%%
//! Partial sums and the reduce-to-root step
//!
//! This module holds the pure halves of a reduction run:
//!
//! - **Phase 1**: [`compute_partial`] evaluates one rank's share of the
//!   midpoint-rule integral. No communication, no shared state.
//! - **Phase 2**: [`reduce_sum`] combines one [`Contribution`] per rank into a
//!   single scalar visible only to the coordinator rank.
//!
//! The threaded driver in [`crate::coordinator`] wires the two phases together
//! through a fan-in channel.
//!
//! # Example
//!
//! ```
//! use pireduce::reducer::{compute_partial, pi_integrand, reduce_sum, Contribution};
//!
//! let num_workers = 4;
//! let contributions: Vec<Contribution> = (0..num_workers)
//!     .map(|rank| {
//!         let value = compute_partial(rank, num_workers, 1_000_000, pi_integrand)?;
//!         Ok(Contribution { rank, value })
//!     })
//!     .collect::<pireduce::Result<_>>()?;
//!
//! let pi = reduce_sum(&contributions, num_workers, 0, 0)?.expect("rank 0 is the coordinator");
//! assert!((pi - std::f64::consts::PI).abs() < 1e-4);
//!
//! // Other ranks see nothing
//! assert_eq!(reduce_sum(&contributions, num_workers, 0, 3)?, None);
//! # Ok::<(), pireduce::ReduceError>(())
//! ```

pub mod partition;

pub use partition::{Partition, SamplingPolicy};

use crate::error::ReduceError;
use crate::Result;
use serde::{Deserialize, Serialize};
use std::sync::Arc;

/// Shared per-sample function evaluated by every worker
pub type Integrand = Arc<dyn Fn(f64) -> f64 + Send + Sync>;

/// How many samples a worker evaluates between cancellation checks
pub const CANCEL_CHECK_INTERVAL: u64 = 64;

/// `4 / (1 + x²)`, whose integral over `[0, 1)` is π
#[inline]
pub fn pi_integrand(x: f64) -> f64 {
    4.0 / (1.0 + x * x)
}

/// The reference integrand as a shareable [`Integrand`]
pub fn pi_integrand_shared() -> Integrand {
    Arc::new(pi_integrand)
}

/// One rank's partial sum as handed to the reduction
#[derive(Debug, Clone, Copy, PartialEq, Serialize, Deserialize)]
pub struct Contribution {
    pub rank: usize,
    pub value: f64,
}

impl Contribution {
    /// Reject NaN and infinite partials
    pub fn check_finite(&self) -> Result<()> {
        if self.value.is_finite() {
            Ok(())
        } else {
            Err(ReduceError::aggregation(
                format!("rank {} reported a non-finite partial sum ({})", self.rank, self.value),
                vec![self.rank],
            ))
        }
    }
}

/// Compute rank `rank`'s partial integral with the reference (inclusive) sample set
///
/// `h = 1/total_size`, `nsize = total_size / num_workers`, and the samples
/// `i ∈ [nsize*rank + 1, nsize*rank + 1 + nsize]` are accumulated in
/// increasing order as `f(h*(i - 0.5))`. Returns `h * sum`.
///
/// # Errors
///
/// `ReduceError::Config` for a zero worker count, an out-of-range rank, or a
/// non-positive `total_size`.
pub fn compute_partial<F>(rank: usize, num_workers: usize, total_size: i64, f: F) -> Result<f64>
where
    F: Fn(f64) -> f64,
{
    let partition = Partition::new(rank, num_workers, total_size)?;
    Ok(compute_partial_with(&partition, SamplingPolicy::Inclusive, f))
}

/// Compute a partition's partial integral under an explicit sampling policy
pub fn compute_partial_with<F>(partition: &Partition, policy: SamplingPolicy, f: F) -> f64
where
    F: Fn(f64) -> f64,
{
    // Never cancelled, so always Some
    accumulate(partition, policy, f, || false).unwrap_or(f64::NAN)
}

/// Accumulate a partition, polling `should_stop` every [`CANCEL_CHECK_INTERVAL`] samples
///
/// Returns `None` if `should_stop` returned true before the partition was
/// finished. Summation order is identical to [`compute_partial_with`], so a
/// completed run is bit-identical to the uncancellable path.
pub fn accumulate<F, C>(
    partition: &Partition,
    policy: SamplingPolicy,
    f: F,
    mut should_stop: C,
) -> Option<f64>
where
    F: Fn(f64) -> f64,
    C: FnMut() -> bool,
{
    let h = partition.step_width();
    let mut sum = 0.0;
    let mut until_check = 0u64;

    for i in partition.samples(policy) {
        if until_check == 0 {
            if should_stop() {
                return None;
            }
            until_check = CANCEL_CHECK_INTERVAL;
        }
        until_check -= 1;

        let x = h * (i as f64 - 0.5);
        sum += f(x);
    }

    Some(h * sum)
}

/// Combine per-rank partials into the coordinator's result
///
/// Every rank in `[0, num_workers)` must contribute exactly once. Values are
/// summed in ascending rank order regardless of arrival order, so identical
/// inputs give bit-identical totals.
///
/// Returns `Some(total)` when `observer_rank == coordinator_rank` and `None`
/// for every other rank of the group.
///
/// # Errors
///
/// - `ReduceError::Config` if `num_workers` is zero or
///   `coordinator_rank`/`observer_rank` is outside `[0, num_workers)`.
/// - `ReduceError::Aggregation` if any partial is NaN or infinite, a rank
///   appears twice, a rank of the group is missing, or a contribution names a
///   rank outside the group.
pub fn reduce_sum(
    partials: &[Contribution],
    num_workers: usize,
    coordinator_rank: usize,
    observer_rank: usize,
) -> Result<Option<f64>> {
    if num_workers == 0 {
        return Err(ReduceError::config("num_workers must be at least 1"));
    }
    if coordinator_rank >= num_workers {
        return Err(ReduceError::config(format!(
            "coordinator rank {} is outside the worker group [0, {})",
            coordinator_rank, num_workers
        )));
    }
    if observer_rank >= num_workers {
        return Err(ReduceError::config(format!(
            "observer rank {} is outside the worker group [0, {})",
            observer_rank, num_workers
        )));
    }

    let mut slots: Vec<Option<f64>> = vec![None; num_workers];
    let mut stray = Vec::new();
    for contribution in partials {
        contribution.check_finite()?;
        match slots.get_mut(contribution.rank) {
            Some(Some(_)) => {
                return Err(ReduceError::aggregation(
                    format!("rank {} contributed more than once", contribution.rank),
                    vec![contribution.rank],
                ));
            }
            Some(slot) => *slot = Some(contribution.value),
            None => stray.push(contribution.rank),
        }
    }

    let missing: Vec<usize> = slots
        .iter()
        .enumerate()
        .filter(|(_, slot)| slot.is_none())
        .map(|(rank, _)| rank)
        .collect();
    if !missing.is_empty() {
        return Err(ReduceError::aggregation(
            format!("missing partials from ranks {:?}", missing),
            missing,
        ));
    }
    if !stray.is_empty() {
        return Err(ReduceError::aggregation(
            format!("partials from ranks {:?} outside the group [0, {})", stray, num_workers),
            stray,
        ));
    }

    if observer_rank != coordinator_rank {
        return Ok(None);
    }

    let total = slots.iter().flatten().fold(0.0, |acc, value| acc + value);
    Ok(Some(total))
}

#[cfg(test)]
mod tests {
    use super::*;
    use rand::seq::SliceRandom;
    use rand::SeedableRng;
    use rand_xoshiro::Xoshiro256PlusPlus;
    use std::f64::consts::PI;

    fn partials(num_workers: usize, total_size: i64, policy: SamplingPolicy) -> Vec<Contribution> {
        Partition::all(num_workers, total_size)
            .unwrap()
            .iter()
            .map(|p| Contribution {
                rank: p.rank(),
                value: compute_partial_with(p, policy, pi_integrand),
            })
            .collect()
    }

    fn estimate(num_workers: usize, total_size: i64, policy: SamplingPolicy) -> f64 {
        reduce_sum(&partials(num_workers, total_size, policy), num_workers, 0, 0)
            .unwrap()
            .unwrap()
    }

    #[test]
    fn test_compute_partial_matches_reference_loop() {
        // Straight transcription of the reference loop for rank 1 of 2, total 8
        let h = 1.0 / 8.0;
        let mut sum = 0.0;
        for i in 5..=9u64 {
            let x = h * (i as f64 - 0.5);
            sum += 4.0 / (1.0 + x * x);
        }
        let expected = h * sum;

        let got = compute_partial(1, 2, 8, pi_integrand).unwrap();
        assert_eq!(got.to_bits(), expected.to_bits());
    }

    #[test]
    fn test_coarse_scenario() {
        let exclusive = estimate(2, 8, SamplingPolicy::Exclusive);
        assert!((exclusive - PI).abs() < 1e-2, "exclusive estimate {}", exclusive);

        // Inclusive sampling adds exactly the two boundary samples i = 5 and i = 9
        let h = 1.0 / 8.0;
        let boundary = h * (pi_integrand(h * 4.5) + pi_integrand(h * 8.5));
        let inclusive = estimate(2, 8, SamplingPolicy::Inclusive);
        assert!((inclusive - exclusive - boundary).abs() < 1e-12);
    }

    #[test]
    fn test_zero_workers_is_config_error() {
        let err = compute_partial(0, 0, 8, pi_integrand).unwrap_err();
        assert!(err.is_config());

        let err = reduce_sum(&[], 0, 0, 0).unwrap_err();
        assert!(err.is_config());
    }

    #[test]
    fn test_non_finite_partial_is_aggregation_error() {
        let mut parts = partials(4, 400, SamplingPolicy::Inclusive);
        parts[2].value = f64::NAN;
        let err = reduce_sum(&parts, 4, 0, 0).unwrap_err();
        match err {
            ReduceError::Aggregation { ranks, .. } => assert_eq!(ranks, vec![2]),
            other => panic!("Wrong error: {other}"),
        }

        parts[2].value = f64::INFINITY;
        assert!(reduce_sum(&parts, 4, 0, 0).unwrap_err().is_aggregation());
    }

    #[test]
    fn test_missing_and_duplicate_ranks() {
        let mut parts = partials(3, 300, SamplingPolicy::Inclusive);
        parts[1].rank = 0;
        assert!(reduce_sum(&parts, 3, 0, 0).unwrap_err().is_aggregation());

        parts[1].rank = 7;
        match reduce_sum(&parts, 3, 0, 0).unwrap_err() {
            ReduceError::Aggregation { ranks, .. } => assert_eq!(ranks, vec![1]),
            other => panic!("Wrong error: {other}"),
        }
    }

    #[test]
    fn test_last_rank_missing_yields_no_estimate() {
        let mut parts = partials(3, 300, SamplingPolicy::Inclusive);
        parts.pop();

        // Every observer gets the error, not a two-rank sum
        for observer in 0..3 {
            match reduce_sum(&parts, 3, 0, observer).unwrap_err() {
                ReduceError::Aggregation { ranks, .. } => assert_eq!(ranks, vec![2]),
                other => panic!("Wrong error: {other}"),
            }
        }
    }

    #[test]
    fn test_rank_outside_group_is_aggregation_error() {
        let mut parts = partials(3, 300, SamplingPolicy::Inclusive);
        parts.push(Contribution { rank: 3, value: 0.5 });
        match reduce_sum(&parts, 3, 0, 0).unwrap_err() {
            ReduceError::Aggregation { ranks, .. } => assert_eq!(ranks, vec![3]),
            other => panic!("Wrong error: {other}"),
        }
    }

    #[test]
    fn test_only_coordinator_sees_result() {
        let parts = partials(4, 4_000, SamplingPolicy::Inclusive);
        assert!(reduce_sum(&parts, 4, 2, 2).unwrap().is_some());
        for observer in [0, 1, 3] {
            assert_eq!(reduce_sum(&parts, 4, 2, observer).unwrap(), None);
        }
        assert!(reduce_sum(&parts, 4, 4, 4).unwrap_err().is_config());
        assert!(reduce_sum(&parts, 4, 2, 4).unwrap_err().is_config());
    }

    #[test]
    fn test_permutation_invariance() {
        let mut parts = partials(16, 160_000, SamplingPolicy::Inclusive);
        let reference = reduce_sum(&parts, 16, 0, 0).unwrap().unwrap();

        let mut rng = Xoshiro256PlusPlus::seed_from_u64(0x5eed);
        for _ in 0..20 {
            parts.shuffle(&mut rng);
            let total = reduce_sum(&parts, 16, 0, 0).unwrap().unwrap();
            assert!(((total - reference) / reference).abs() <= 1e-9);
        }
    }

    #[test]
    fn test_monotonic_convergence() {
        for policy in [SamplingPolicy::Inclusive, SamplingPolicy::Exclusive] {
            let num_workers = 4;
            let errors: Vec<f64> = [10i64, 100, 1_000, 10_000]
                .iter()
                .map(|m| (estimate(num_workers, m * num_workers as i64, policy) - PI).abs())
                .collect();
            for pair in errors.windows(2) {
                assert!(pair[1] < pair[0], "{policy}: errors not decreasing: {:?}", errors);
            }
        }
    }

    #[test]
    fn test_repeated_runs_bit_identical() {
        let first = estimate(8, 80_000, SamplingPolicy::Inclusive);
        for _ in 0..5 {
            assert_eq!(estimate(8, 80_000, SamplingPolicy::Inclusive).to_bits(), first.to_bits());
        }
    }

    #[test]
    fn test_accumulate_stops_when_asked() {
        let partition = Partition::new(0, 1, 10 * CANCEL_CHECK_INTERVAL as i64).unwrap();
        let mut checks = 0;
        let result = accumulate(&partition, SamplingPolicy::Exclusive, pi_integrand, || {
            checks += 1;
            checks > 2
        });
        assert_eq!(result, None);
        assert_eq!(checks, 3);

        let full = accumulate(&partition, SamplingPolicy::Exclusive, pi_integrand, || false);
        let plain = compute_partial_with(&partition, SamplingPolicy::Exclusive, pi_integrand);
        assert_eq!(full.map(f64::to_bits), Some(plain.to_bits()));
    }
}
%%
%%
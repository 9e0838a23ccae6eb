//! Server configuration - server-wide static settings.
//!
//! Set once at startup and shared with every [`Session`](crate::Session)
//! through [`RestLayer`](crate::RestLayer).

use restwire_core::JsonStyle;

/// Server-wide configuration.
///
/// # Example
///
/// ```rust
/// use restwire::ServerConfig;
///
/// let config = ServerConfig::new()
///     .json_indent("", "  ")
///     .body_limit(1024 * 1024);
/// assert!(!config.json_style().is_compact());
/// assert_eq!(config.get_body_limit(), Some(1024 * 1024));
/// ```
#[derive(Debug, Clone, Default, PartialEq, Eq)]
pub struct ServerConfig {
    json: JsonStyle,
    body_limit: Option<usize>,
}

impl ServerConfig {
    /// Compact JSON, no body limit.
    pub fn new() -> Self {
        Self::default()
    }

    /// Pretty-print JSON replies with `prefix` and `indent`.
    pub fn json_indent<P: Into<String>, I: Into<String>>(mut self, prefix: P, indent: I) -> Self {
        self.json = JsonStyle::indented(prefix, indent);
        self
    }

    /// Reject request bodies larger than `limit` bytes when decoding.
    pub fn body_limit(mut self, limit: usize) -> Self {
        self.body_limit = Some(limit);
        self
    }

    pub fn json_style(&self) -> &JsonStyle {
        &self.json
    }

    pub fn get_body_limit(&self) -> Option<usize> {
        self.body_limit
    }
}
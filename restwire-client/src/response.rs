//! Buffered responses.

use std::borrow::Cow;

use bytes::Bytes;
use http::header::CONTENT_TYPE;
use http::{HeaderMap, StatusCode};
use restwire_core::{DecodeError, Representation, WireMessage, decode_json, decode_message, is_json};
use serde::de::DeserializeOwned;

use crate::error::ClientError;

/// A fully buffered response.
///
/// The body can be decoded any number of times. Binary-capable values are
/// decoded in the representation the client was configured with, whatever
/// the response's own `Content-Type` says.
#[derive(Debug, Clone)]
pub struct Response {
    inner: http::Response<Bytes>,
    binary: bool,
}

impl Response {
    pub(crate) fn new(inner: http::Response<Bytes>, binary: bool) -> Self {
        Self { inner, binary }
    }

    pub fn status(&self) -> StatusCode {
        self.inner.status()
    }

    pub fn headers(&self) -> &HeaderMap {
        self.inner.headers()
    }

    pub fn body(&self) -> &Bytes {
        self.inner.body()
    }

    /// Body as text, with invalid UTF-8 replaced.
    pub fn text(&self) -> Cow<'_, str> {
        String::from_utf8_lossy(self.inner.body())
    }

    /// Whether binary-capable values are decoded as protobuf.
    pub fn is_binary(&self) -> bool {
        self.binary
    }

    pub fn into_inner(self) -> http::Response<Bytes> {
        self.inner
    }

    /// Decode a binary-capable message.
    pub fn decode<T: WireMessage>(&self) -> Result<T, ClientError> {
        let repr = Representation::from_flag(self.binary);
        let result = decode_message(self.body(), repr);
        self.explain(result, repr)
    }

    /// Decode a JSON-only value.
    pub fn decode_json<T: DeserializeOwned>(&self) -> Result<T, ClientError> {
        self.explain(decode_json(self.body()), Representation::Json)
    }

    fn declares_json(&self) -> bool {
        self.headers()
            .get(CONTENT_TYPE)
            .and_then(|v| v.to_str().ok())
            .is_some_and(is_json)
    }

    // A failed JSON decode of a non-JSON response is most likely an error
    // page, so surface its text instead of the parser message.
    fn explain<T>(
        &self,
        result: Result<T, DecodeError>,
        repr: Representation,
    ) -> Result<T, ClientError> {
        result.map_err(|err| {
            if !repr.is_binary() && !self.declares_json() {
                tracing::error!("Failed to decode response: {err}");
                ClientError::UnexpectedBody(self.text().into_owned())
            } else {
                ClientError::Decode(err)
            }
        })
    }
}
%%
%%
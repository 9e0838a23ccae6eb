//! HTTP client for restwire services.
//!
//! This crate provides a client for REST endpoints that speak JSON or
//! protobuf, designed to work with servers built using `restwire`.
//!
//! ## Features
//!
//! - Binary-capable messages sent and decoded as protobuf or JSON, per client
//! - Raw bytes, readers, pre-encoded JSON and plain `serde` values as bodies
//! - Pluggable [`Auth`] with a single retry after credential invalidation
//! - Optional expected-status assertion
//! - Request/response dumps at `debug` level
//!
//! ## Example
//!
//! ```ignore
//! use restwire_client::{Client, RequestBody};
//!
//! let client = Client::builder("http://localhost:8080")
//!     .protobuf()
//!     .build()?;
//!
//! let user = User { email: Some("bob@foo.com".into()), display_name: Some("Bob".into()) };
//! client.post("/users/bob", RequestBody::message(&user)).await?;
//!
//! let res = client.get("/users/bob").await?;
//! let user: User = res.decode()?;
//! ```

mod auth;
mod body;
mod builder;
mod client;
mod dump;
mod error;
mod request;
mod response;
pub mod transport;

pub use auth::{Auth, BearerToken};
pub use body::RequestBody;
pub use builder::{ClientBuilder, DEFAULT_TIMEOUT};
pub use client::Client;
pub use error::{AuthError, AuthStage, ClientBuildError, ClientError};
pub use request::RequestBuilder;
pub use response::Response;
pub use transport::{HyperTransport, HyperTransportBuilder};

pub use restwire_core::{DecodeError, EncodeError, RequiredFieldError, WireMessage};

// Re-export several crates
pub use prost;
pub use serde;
%%
Give back exactly the lines above, from the line containing "the reduce-to-root step" through the line containing "two phases together", with both end lines and nothing more.

//! Partial sums and the reduce-to-root step
//!
//! This module holds the pure halves of a reduction run:
//!
//! - **Phase 1**: [`compute_partial`] evaluates one rank's share of the
//!   midpoint-rule integral. No communication, no shared state.
//! - **Phase 2**: [`reduce_sum`] combines one [`Contribution`] per rank into a
//!   single scalar visible only to the coordinator rank.
//!
//! The threaded driver in [`crate::coordinator`] wires the two phases together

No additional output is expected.